### WHAT TO WORK ON
In the records below, find each line holding the word "configured" and copy it.

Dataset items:
Segment Open

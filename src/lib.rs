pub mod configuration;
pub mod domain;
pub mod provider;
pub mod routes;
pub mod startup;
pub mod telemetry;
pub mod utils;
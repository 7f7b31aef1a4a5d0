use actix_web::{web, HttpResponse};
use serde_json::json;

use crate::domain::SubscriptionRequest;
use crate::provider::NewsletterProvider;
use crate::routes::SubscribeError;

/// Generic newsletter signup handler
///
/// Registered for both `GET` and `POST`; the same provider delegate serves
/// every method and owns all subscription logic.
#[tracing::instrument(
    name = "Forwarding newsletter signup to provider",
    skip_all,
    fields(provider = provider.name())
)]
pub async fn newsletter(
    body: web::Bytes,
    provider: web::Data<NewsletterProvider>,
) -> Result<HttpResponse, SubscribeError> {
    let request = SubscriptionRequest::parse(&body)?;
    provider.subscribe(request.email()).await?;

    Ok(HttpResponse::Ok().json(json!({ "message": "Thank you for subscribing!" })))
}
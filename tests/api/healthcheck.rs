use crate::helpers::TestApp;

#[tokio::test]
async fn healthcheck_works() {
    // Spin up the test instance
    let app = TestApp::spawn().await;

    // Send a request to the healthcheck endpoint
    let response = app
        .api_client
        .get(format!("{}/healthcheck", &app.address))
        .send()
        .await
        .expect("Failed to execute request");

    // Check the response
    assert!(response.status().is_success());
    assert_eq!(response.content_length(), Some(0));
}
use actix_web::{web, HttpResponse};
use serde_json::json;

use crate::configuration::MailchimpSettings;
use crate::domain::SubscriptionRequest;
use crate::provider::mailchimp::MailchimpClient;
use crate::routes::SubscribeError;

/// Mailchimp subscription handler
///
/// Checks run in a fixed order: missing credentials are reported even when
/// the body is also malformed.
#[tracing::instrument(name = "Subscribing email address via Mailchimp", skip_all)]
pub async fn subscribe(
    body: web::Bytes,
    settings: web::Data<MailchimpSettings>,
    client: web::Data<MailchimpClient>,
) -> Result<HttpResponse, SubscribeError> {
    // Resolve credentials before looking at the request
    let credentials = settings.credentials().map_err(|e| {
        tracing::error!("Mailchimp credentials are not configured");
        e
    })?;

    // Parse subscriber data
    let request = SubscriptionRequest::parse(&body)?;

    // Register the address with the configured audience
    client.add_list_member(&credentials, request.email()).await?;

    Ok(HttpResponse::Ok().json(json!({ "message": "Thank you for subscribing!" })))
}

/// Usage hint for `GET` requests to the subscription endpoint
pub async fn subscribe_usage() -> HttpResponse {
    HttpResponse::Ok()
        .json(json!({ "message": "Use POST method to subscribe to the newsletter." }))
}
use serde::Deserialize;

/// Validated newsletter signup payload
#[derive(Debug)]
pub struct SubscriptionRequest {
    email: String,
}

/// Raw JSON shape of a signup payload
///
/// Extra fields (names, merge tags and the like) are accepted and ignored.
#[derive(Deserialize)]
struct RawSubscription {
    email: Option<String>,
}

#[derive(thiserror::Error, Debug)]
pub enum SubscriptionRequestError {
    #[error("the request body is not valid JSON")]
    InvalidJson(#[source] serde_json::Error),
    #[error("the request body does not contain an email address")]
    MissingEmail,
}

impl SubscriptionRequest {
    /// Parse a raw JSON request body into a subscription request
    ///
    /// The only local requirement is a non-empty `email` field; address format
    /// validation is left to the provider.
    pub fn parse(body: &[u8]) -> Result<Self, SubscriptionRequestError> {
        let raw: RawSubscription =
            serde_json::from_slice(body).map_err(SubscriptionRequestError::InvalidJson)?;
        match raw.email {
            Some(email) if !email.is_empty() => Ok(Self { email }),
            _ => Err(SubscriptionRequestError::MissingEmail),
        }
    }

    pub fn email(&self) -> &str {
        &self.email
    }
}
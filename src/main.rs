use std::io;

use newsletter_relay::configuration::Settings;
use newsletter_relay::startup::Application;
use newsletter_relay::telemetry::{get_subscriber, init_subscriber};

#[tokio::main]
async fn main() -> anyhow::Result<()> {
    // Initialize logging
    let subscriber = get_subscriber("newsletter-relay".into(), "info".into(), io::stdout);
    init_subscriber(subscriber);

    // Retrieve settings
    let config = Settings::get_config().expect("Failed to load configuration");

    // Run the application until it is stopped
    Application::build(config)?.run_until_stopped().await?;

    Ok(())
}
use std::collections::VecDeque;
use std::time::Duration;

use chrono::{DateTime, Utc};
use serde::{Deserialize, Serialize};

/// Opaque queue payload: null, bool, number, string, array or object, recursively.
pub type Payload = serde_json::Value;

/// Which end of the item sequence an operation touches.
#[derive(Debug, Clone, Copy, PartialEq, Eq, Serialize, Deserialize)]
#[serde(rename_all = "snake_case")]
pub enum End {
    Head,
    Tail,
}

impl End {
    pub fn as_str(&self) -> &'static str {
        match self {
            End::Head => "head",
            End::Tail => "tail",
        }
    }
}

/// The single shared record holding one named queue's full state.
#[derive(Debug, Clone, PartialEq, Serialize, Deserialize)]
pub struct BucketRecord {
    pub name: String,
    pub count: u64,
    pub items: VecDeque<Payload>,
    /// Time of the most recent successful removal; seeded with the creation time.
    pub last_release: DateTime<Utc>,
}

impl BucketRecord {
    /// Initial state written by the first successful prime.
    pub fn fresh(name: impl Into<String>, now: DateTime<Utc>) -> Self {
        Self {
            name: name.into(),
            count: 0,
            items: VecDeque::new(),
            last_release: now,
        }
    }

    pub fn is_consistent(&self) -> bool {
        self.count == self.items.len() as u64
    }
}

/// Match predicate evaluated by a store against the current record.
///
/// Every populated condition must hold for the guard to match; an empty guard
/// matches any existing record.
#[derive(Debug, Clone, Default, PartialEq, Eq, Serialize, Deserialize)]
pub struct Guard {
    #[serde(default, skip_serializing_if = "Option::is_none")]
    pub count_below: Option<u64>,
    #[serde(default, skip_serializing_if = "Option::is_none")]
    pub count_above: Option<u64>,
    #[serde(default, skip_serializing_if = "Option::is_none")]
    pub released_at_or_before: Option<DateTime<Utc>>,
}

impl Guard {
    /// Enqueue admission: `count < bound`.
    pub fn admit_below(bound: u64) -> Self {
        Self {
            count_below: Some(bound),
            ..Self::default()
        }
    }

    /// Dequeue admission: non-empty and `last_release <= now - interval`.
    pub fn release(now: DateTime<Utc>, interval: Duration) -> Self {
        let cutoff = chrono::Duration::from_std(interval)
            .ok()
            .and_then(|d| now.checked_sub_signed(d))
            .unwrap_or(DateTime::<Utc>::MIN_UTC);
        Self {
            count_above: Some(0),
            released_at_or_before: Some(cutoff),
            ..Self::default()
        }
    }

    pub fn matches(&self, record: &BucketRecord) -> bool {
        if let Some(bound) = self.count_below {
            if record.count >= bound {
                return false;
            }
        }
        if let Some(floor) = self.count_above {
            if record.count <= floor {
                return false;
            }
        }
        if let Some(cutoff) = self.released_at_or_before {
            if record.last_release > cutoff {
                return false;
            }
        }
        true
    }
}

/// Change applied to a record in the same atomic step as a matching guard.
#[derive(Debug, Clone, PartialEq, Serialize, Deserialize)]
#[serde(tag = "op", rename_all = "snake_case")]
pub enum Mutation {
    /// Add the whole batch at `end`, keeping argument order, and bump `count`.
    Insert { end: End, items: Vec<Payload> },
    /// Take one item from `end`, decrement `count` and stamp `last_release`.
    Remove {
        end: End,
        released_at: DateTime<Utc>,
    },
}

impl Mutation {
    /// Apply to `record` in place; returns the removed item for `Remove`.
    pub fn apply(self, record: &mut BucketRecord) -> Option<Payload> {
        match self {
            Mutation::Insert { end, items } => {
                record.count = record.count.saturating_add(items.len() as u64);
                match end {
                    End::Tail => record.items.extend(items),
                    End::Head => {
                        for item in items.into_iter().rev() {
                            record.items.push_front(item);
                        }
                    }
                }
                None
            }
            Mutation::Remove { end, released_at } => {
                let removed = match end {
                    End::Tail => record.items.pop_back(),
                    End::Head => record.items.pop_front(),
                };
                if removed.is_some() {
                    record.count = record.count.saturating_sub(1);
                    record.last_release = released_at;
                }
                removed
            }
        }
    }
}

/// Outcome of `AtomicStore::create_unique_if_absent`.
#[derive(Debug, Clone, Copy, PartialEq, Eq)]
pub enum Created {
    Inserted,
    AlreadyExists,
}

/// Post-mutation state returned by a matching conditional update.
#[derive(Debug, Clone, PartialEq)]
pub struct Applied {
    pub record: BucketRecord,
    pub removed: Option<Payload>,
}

Segment Closed
Segment Open

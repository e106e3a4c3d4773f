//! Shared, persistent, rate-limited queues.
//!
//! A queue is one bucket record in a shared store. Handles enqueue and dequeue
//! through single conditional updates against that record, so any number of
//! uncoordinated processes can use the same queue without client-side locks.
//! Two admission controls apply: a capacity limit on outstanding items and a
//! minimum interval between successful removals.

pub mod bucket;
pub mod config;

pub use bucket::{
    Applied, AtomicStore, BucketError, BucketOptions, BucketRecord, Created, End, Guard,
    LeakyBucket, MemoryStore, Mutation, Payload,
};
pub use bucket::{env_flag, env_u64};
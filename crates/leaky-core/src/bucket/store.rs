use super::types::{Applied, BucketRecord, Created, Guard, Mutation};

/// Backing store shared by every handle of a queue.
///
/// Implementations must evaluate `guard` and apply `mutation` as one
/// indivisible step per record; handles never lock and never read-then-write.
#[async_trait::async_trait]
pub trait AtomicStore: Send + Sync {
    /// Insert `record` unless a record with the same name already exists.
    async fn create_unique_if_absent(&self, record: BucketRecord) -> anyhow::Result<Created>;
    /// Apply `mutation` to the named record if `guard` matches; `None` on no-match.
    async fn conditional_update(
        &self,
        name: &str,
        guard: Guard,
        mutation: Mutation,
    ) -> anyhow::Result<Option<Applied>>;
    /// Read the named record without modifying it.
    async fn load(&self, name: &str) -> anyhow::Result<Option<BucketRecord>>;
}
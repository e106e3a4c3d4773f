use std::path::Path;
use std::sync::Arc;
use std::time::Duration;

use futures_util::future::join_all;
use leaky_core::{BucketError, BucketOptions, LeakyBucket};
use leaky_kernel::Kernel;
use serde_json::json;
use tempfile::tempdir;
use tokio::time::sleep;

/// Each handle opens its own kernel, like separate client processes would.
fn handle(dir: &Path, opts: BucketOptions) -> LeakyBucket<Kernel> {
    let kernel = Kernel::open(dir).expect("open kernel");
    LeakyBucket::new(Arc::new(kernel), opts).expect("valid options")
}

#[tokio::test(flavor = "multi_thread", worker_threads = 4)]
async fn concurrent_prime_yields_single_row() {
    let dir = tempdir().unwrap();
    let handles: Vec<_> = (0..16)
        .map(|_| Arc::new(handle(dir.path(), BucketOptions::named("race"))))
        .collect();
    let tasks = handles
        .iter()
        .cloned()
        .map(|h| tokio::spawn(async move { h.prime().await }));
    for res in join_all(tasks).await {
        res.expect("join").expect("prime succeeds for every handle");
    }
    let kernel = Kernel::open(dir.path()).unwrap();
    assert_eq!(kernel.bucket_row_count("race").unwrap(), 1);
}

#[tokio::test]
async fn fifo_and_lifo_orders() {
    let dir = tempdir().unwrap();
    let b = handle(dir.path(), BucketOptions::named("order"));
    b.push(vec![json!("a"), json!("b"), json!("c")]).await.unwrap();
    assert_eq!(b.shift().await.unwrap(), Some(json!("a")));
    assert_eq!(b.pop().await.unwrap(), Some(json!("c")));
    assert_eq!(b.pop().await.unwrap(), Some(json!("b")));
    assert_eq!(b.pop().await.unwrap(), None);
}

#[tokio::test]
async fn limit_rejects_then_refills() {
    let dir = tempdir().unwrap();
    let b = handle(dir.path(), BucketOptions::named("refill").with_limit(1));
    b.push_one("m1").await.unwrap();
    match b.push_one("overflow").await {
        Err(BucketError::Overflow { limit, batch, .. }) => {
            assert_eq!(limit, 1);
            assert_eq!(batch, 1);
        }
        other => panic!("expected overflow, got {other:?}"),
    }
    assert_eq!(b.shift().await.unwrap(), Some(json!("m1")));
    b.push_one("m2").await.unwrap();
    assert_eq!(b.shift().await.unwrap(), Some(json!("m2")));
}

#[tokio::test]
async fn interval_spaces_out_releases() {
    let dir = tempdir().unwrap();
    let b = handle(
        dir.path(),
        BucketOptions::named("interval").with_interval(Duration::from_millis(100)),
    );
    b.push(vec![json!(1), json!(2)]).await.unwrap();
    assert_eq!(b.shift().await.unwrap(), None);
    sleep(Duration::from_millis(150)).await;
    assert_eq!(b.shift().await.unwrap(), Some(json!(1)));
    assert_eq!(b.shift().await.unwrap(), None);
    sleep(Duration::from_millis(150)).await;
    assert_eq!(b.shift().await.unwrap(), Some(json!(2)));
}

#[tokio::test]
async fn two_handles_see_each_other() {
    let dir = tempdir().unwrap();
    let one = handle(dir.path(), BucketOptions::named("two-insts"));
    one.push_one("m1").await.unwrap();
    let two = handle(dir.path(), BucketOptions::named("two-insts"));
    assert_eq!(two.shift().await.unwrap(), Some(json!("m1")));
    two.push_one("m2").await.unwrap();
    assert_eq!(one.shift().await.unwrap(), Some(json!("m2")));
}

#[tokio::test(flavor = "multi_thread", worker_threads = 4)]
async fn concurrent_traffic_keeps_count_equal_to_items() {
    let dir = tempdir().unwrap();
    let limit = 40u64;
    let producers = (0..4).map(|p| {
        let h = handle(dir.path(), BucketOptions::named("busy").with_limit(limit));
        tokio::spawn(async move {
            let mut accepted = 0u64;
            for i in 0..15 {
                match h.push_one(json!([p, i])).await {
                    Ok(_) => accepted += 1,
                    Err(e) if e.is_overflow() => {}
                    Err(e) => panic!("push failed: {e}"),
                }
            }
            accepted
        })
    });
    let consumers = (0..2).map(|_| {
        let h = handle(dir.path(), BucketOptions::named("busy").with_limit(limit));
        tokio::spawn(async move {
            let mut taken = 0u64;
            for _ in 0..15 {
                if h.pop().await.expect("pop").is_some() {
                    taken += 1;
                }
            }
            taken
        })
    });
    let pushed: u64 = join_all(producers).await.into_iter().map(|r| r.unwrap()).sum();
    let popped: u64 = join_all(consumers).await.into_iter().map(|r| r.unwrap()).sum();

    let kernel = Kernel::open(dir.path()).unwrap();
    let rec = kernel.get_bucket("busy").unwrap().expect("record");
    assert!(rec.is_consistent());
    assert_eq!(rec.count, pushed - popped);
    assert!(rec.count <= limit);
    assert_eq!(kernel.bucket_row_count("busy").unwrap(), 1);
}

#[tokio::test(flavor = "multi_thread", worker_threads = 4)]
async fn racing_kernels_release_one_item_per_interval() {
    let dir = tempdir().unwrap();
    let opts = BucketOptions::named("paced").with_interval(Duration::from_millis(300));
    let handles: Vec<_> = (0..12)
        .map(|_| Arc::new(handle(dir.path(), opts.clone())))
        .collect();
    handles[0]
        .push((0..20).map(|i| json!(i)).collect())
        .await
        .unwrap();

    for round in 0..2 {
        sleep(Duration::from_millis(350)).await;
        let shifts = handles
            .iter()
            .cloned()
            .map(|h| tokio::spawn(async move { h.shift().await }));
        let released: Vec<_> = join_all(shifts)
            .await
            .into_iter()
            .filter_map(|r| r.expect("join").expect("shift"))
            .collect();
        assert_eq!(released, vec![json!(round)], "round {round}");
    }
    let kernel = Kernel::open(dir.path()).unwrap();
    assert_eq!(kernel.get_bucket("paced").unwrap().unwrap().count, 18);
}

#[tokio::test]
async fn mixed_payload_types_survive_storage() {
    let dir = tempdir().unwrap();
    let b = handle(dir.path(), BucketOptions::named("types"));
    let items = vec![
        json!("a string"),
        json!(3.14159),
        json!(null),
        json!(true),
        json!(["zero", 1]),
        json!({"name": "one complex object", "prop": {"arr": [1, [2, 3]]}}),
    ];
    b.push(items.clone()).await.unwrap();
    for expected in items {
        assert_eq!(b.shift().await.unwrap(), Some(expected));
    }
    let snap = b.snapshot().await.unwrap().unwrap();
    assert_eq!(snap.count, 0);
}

Segment Closed
Segment Open

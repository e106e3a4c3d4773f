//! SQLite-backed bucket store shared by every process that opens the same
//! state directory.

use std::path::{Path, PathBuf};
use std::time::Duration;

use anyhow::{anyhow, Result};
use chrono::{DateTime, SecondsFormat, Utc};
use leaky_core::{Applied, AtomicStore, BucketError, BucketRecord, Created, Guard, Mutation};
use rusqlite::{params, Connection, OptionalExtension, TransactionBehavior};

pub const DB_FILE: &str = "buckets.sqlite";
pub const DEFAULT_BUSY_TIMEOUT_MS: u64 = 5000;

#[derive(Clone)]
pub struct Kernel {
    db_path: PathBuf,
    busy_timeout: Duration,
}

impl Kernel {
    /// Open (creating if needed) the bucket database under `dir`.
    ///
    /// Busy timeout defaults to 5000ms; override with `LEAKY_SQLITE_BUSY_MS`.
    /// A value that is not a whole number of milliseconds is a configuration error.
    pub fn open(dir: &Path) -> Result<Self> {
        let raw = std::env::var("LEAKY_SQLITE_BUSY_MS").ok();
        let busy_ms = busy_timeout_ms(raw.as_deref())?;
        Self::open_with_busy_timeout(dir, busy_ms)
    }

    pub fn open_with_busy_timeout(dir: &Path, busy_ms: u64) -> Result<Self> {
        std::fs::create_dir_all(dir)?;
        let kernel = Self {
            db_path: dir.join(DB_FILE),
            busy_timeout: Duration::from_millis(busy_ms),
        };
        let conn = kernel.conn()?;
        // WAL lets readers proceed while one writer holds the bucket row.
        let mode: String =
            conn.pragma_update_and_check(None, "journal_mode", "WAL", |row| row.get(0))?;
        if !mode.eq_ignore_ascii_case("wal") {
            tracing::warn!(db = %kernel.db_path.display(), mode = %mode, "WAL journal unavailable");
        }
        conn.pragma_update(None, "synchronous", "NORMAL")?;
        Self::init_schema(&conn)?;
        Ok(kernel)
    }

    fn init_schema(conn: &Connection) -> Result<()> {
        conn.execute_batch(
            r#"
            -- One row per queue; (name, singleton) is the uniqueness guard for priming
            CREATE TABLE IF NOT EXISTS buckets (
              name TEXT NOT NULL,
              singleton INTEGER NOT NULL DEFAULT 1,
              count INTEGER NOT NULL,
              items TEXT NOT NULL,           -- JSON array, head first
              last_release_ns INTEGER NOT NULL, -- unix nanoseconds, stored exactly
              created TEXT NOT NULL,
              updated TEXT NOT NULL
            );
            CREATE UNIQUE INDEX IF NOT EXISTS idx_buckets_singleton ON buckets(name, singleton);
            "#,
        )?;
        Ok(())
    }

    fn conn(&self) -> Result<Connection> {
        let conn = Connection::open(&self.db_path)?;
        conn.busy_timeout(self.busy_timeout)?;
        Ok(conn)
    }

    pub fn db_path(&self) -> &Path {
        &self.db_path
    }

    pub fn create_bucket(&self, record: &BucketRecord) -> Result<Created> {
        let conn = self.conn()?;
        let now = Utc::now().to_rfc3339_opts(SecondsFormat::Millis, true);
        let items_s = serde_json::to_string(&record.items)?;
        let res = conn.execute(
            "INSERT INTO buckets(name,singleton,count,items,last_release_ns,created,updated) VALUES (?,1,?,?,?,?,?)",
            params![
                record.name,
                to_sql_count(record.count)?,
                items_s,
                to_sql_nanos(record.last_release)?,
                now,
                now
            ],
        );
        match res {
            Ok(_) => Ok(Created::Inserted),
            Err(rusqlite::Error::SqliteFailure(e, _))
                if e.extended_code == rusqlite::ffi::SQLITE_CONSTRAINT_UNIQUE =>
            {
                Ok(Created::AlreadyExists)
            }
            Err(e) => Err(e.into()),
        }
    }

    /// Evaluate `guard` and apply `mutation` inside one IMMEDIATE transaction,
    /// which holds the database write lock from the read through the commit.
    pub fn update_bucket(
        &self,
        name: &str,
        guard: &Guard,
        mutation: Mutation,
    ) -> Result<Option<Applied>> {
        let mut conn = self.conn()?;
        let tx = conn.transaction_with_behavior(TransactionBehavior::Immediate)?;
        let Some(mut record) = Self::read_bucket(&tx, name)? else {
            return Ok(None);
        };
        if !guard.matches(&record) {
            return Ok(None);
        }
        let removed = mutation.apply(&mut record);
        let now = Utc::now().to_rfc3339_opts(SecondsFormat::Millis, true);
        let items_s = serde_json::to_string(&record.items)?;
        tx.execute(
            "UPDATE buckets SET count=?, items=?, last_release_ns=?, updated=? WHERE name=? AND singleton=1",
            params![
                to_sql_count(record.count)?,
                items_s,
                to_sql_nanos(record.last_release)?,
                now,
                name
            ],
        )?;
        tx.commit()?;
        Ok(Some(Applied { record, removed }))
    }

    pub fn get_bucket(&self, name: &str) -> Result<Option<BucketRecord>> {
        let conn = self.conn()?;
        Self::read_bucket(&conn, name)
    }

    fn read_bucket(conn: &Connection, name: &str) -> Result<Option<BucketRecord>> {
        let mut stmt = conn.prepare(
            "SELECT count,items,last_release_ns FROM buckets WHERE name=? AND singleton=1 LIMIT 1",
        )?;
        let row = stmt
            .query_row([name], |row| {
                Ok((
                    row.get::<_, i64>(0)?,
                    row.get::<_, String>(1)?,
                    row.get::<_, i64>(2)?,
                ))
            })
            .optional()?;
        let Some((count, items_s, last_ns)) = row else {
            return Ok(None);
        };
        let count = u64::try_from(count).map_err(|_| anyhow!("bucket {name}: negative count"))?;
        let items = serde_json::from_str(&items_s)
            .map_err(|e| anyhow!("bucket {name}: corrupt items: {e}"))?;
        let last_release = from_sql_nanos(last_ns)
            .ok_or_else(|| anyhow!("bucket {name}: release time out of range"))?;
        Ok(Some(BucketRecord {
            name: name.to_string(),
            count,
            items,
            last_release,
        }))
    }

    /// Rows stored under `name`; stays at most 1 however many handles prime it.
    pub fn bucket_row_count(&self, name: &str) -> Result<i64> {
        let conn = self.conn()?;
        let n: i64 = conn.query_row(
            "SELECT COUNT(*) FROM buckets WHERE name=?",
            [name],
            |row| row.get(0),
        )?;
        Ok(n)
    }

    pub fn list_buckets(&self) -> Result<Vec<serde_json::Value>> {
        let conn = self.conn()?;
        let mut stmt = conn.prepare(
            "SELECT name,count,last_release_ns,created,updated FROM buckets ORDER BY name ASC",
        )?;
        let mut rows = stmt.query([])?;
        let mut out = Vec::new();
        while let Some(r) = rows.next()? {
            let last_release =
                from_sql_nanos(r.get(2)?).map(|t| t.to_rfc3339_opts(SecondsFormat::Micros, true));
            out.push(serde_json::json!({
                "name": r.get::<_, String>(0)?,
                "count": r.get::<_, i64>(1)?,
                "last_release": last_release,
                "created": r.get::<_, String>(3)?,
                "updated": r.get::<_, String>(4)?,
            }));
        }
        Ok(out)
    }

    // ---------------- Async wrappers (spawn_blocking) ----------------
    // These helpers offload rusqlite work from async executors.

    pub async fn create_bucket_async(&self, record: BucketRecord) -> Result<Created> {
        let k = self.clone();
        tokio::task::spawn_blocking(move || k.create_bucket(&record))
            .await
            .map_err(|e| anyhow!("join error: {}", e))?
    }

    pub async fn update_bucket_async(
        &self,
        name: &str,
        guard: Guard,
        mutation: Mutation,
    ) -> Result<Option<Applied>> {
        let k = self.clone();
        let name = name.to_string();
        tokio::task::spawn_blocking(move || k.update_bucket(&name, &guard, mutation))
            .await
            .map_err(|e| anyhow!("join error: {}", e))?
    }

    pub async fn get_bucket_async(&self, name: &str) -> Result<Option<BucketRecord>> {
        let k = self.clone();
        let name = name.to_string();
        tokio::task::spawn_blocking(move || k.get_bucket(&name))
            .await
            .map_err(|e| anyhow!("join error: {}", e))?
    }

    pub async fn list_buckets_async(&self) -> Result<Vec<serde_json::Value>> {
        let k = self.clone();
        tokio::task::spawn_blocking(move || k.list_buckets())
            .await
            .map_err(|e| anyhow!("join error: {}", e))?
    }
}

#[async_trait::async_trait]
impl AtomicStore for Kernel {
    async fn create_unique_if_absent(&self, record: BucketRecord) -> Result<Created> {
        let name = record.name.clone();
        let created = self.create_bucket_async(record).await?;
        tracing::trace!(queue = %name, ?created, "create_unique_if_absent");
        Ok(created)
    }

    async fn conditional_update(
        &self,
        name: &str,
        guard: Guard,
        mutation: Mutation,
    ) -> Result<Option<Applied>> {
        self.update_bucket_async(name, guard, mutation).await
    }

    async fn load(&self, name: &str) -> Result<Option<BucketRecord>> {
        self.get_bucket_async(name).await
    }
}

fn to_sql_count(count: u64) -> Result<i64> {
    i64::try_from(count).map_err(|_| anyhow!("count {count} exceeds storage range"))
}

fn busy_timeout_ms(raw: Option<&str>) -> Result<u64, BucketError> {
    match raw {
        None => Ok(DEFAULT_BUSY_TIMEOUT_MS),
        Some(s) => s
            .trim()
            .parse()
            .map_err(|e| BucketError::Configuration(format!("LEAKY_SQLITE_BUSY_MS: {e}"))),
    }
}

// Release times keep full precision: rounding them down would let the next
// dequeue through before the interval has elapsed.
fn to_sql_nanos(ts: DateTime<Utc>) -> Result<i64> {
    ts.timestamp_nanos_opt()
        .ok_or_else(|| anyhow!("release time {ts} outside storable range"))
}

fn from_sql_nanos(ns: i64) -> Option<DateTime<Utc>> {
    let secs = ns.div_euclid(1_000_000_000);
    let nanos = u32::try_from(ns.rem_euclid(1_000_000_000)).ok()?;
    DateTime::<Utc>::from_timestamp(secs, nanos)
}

Segment Closed

### EXERCISE RESULT
        tracing::error!("Mailchimp credentials are not configured");
    // Register the address with the configured audience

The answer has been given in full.